3:1 Solomon made an alliance by marriage with Pharaoh, king of Egypt; he married Pharaoh’s daughter. He brought her to the City of David until he could finish building his residence and the temple of the Lord and the wall around Jerusalem. 3:2 Now the people were offering sacrifices at the high places, because in those days a temple had not yet been built to honor the Lord. 3:3 Solomon demonstrated his loyalty to the Lord by following the practices of his father David, except that he offered sacrifices and burned incense on the high places.
3:4 The king went to Gibeon to offer sacrifices, for it had the most prominent of the high places. Solomon would offer up a thousand burnt sacrifices on the altar there. 3:5 One night in Gibeon the Lord appeared to Solomon in a dream. God said, “Tell me what I should give you.” 3:6 Solomon replied, “You demonstrated great loyalty to your servant, my father David, as he served you faithfully, properly, and sincerely. You have maintained this great loyalty to this day by allowing his son to sit on his throne. 3:7 Now, O Lord my God, you have made your servant king in my father David’s place, even though I am only a young man and am inexperienced. 3:8 Your servant stands among your chosen people; they are a great nation that is too numerous to count or number. 3:9 So give your servant a discerning mind so he can make judicial decisions for your people and distinguish right from wrong. Otherwise no one is able to make judicial decisions for this great nation of yours.” 3:10 The Lord was pleased that Solomon made this request. 3:11 God said to him, “Because you asked for the ability to make wise judicial decisions, and not for long life, or riches, or vengeance on your enemies, 3:12 I grant your request, and give you a wise and discerning mind superior to that of anyone who has preceded or will succeed you. 3:13 Furthermore, I am giving you what you did not request – riches and honor so that you will be the greatest king of your generation. 3:14 If you follow my instructions by obeying my rules and regulations, just as your father David did, then I will grant you long life.” 3:15 Solomon then woke up and realized it was a dream. He went to Jerusalem, stood before the ark of the Lord’s covenant, offered up burnt sacrifices, presented peace offerings, and held a feast for all his servants.
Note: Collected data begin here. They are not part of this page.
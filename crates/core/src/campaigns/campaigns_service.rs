use async_trait::async_trait;
use log::{debug, info, warn};
use std::sync::Arc;

use super::activation::{check_activation, check_pause, connection_for, connection_warnings};
use super::campaigns_errors::CampaignError;
use super::campaigns_model::{Campaign, CampaignStatus, ConnectionWarning, PlatformConnection};
use super::campaigns_traits::{CampaignApiTrait, CampaignServiceTrait};
use crate::Result;

/// Fallback message when the backend rejects a campaign without listing issues.
const PREFLIGHT_REJECTED_MESSAGE: &str = "Campaign failed preflight checks";

/// Service gating campaign lifecycle actions for one tenant.
pub struct CampaignService {
    api: Arc<dyn CampaignApiTrait>,
    owner_uid: String,
}

impl CampaignService {
    pub fn new(api: Arc<dyn CampaignApiTrait>, owner_uid: impl Into<String>) -> Self {
        Self {
            api,
            owner_uid: owner_uid.into(),
        }
    }

    async fn find_campaign(&self, campaign_id: &str) -> Result<Campaign> {
        self.api
            .list_campaigns(&self.owner_uid)
            .await?
            .into_iter()
            .find(|c| c.id == campaign_id)
            .ok_or_else(|| CampaignError::NotFound(campaign_id.to_string()).into())
    }
}

/// The campaign the backend sent back, or the local one moved to `status`.
fn updated(returned: Option<Campaign>, campaign: &Campaign, status: CampaignStatus) -> Campaign {
    returned.unwrap_or_else(|| Campaign {
        status,
        ..campaign.clone()
    })
}

#[async_trait]
impl CampaignServiceTrait for CampaignService {
    async fn list_campaigns(&self) -> Result<Vec<Campaign>> {
        let campaigns = self.api.list_campaigns(&self.owner_uid).await?;
        debug!("Fetched {} campaigns", campaigns.len());
        Ok(campaigns)
    }

    async fn list_connections(&self) -> Result<Vec<PlatformConnection>> {
        self.api.list_connections(&self.owner_uid).await
    }

    async fn activate(
        &self,
        campaign: &Campaign,
        connection: Option<&PlatformConnection>,
    ) -> Result<Campaign> {
        check_activation(campaign, connection)?;

        let preflight = self.api.preflight_check(&campaign.id).await?;
        if !preflight.can_activate {
            let issues = if preflight.issues.is_empty() {
                vec![PREFLIGHT_REJECTED_MESSAGE.to_string()]
            } else {
                preflight.issues
            };
            warn!(
                "Preflight rejected campaign {} with {} issues",
                campaign.id,
                issues.len()
            );
            return Err(CampaignError::PreflightRejected { issues }.into());
        }

        let returned = self.api.activate(&campaign.id).await?;
        info!("Activated campaign {} ({})", campaign.id, campaign.name);
        Ok(updated(returned, campaign, CampaignStatus::Active))
    }

    async fn activate_by_id(&self, campaign_id: &str) -> Result<Campaign> {
        let campaign = self.find_campaign(campaign_id).await?;
        let connections = self.api.list_connections(&self.owner_uid).await?;
        let connection = connection_for(campaign.platform, &connections);
        self.activate(&campaign, connection).await
    }

    async fn pause(&self, campaign: &Campaign) -> Result<Campaign> {
        check_pause(campaign)?;
        let returned = self.api.pause(&campaign.id).await?;
        info!("Paused campaign {} ({})", campaign.id, campaign.name);
        Ok(updated(returned, campaign, CampaignStatus::Paused))
    }

    async fn pause_by_id(&self, campaign_id: &str) -> Result<Campaign> {
        let campaign = self.find_campaign(campaign_id).await?;
        self.pause(&campaign).await
    }

    async fn duplicate(&self, campaign: &Campaign) -> Result<Campaign> {
        let copy = self.api.duplicate(&campaign.id).await?;
        if copy.status != CampaignStatus::Draft {
            warn!(
                "Duplicate {} of campaign {} came back as {}",
                copy.id, campaign.id, copy.status
            );
        }
        info!("Duplicated campaign {} into {}", campaign.id, copy.id);
        Ok(copy)
    }

    async fn duplicate_by_id(&self, campaign_id: &str) -> Result<Campaign> {
        let campaign = self.find_campaign(campaign_id).await?;
        self.duplicate(&campaign).await
    }

    async fn connection_warnings(&self) -> Result<Vec<ConnectionWarning>> {
        let campaigns = self.api.list_campaigns(&self.owner_uid).await?;
        let connections = self.api.list_connections(&self.owner_uid).await?;
        let warnings = connection_warnings(&campaigns, &connections);
        for warning in &warnings {
            warn!("{}", warning.message);
        }
        Ok(warnings)
    }
}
3:16 Then two prostitutes came to the king and stood before him. 3:17 One of the women said, “My master, this woman and I live in the same house. I had a baby while she was with me in the house. 3:18 Then three days after I had my baby, this woman also had a baby. We were alone; there was no one else in the house except the two of us. 3:19 This woman’s child suffocated during the night when she rolled on top of him. 3:20 She got up in the middle of the night and took my son from my side, while your servant was sleeping. She put him in her arms, and put her dead son in my arms. 3:21 I got up in the morning to nurse my son, and there he was, dead! But when I examined him carefully in the morning, I realized it was not my baby.” 3:22 The other woman said, “No! My son is alive; your son is dead!” But the first woman replied, “No, your son is dead; my son is alive.” Each presented her case before the king.
3:23 The king said, “One says, ‘My son is alive; your son is dead,’ while the other says, ‘No, your son is dead; my son is alive.’” 3:24 The king ordered, “Get me a sword!” So they placed a sword before the king. 3:25 The king then said, “Cut the living child in two, and give half to one and half to the other!” 3:26 The real mother spoke up to the king, for her motherly instincts were aroused. She said, “My master, give her the living child! Whatever you do, don’t kill him!” But the other woman said, “Neither one of us will have him! Let them cut him in two!” 3:27 The king responded, “Give the first woman the living child; don’t kill him. She is the mother.” 3:28 When all Israel heard about the judicial decision which the king had rendered, they respected the king, for they realized that he possessed supernatural wisdom to make judicial decisions.